Wellsboro Gazette, February 8, 1973
Hospital Investigation Approved in House
A resolution introduced to the House of Representatives by Rep. Warren H. Spencer on January 22 calling for a legislative investigation of the closing of the Blossburg State Hospital on September 1, 1972 was approved by an overwhelming vote tally in the House of 186 to 5 on Tuesday afternoon.
According to a telephone conversation on Tuesday with Rep. Spencer, it was disclosed that a “special legislative investigating committee” will be appointed within a week.
The resolution asked that a special committee be appointed by the Speaker of the House composed of four members of the House Majority Caucus and three members of the House Minority Caucus, to conduct a full and complete investigation of the propriety and legality of the closing of the Blossburg State Hospital by the Department of Public Welfare and any and all contracts concerning health care services for the community served by the Blossburg State Hospital.
Spencer recently made the statement that the investigation also would determine the limits of the Governor’s authority to act without the consent of the legislature. “That is,” he said, “it would seek to answer whether the Governor or the Secretary of Public Welfare can by their own authority, close a state facility which was built and authorized by Legislation.
Following appointment of the committee, investigation of the former state institution will begin.

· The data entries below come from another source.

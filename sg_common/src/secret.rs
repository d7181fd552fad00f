use std::{
    fmt,
    fmt::{Debug, Display},
};

/// Wraps API keys and other credentials so that they never end up in logs by accident.
#[derive(Clone, Default)]
pub struct Secret<T>
where T: Clone + Default
{
    value: T,
}

impl<T: Clone + Default> Secret<T> {
    pub fn new(value: T) -> Self {
        Self { value }
    }

    pub fn reveal(&self) -> &T {
        &self.value
    }
}

impl Secret<String> {
    /// True if no credential has been configured
    pub fn is_empty(&self) -> bool {
        self.value.is_empty()
    }

    /// Compares `presented` with the secret. Every byte is compared, so timing does not leak the length of a matching
    /// prefix.
    pub fn matches(&self, presented: &str) -> bool {
        let expected = self.value.as_bytes();
        let presented = presented.as_bytes();
        presented.len() == expected.len() &&
            presented.iter().zip(expected).fold(0u8, |acc, (a, b)| acc | (a ^ b)) == 0
    }
}

impl<T: Clone + Default> From<T> for Secret<T> {
    fn from(value: T) -> Self {
        Self::new(value)
    }
}

impl<T: Clone + Default> Debug for Secret<T> {
    fn fmt(&self, f: &mut fmt::Formatter<'_>) -> fmt::Result {
        f.write_str("****")
    }
}

impl<T: Clone + Default> Display for Secret<T> {
    fn fmt(&self, f: &mut fmt::Formatter<'_>) -> fmt::Result {
        f.write_str("****")
    }
}
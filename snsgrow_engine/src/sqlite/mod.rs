//! SQLite backend for the SNS Growth engine.
mod sqlite_impl;

pub mod db;
pub use sqlite_impl::SqliteDatabase;
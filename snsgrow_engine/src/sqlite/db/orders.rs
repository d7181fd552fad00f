use chrono::Utc;
use log::{debug, trace};
use sqlx::{QueryBuilder, SqliteConnection};

use crate::{
    db_types::{NewOrder, Order, OrderId, OrderStatusType},
    order_objects::OrderQueryFilter,
    traits::OrderUpdate,
};

/// Inserts a new `pending` order. This is not atomic on its own; pass `&mut *tx` to embed it in a transaction.
///
/// The e-mail address is normalised to lower case so that tracking look-ups are case-insensitive.
pub async fn insert_order(order: NewOrder, conn: &mut SqliteConnection) -> Result<Order, sqlx::Error> {
    let email = normalize_email(&order.customer_email);
    let order: Order = sqlx::query_as(
        r#"
            INSERT INTO orders (
                order_id,
                customer_email,
                service_id,
                service_name,
                target_url,
                quantity,
                total_price,
                status,
                progress,
                created_at,
                updated_at
            ) VALUES ($1, $2, $3, $4, $5, $6, $7, $8, 0, $9, $9)
            RETURNING *;
        "#,
    )
    .bind(order.order_id)
    .bind(email)
    .bind(order.service_id)
    .bind(order.service_name)
    .bind(order.target_url)
    .bind(order.quantity)
    .bind(order.total_price)
    .bind(OrderStatusType::Pending)
    .bind(order.created_at)
    .fetch_one(conn)
    .await?;
    debug!("🗃️ Order [{}] inserted with id {}", order.order_id, order.id);
    Ok(order)
}

pub async fn fetch_order_by_order_id(
    order_id: &OrderId,
    conn: &mut SqliteConnection,
) -> Result<Option<Order>, sqlx::Error> {
    let order =
        sqlx::query_as("SELECT * FROM orders WHERE order_id = $1").bind(order_id.as_str()).fetch_optional(conn).await?;
    Ok(order)
}

pub async fn fetch_order_by_id(id: i64, conn: &mut SqliteConnection) -> Result<Option<Order>, sqlx::Error> {
    let order = sqlx::query_as("SELECT * FROM orders WHERE id = $1").bind(id).fetch_optional(conn).await?;
    Ok(order)
}

pub async fn fetch_latest_order_for_email(
    email: &str,
    conn: &mut SqliteConnection,
) -> Result<Option<Order>, sqlx::Error> {
    let order = sqlx::query_as(
        "SELECT * FROM orders WHERE customer_email = $1 ORDER BY created_at DESC, id DESC LIMIT 1",
    )
    .bind(normalize_email(email))
    .fetch_optional(conn)
    .await?;
    Ok(order)
}

/// Orders that are still being worked on upstream, newest first.
pub async fn fetch_orders_to_sync(limit: i64, conn: &mut SqliteConnection) -> Result<Vec<Order>, sqlx::Error> {
    let orders = sqlx::query_as(
        r#"
        SELECT * FROM orders
        WHERE status = $1 AND provider_order_id IS NOT NULL
        ORDER BY created_at DESC, id DESC
        LIMIT $2
        "#,
    )
    .bind(OrderStatusType::Processing)
    .bind(limit)
    .fetch_all(conn)
    .await?;
    Ok(orders)
}

/// Fetches orders according to the criteria in the `OrderQueryFilter`, newest first.
pub async fn search_orders(query: OrderQueryFilter, conn: &mut SqliteConnection) -> Result<Vec<Order>, sqlx::Error> {
    let mut builder = QueryBuilder::new("SELECT * FROM orders ");
    if !query.is_empty() {
        builder.push("WHERE ");
    }
    let mut where_clause = builder.separated(" AND ");
    if let Some(email) = &query.customer_email {
        where_clause.push("customer_email = ");
        where_clause.push_bind_unseparated(normalize_email(email));
    }
    if let Some(statuses) = query.status.as_ref().filter(|s| !s.is_empty()) {
        where_clause.push("status IN (");
        for (i, status) in statuses.iter().enumerate() {
            if i > 0 {
                where_clause.push_unseparated(", ");
            }
            where_clause.push_bind_unseparated(*status);
        }
        where_clause.push_unseparated(")");
    }
    if let Some(since) = query.since {
        where_clause.push("created_at >= ");
        where_clause.push_bind_unseparated(since);
    }
    if let Some(until) = query.until {
        where_clause.push("created_at <= ");
        where_clause.push_bind_unseparated(until);
    }
    builder.push(" ORDER BY created_at DESC, id DESC");
    if let Some(limit) = query.limit {
        builder.push(" LIMIT ");
        builder.push_bind(limit);
    }
    trace!("🗃️ Executing query: {}", builder.sql());
    let orders = builder.build_query_as::<Order>().fetch_all(conn).await?;
    trace!("🗃️ Result of search_orders: {} orders", orders.len());
    Ok(orders)
}

/// Applies the non-empty fields of `update` to the order. `updated_at` is always refreshed.
///
/// Returns `None` if no order has the given internal id.
pub async fn update_order(
    id: i64,
    update: &OrderUpdate,
    conn: &mut SqliteConnection,
) -> Result<Option<Order>, sqlx::Error> {
    let mut builder = QueryBuilder::new("UPDATE orders SET updated_at = ");
    builder.push_bind(Utc::now());
    if let Some(status) = update.status {
        builder.push(", status = ").push_bind(status);
    }
    if let Some(progress) = update.progress {
        builder.push(", progress = ").push_bind(progress);
    }
    if let Some(remains) = update.remains {
        builder.push(", remains = ").push_bind(remains);
    }
    if let Some(provider_order_id) = &update.provider_order_id {
        builder.push(", provider_order_id = ").push_bind(provider_order_id.clone());
    }
    if let Some(provider_name) = &update.provider_name {
        builder.push(", provider_name = ").push_bind(provider_name.clone());
    }
    if let Some(charge) = update.provider_charge {
        builder.push(", provider_charge = ").push_bind(charge);
    }
    if let Some(notes) = &update.notes {
        builder.push(", notes = ").push_bind(notes.clone());
    }
    if let Some(started_at) = update.started_at {
        builder.push(", started_at = ").push_bind(started_at);
    }
    if let Some(completed_at) = update.completed_at {
        builder.push(", completed_at = ").push_bind(completed_at);
    }
    builder.push(" WHERE id = ").push_bind(id).push(" RETURNING *");
    trace!("🗃️ Executing query: {}", builder.sql());
    let order = builder.build_query_as::<Order>().fetch_optional(conn).await?;
    Ok(order)
}

pub fn normalize_email(email: &str) -> String {
    email.trim().to_lowercase()
}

According to the approved resolution, the committee must report its findings to the General Assembly as soon as possible.
Wellsboro Gazette, January 24, 1974, p.14
Public Welfare Dept. Criticized by Union Director
Gerald W. McEntee, State Director for Pennsylvania for the American Federation of State, County and Municipal Employees, AFL-CIO Union in Harrisburg, issued a statement criticizing the Pennsylvania Department of Public Welfare for breaching the 1973-76 contract agreement between AFSCME and the Commonwealth at the Blossburg State General Hospital. McEntee referred to the “Successors” clause in the contract, when the state turned over the operation of Blossburg State Hospital to the North Penn Comprehensive Health Services Corporation; a private non-profit organization. The corporation rehired a few of the 130 employees laid off when the state turned the operation of the hospital over to NPCHSC. The “Successors” clause requires the Commonwealth to enforce the terms of the contract even though the state no longer operated the hospital. McEntee said, “Not only has the contract been violated in many instances that we can document but the hospital has converted its boilers from a cheap and plentiful form of energy to an expensive and scarce one. We think the Department of Public Welfare has been extremely lax in turning the operation of Blossburg over to NPCHSC.”
AFSCME has also received information that equipment at the hospital belonging to the Commonwealth is slated to be sold by NPCHSC. As the administration at Blossburg State General Hospital has been openly violating the contract AFSCME has filed grievances with the Commonwealth on behalf of the employees of Blossburg State Hospital charging numerous contractual violations. Any former employee of the Hospital that has any information that would be helpful to the Union’s legal staff should contact Floyd S. Williammee, President of [AFSCME] AFL-CIO Local 2364, RD1, Morris, Pa. 16938.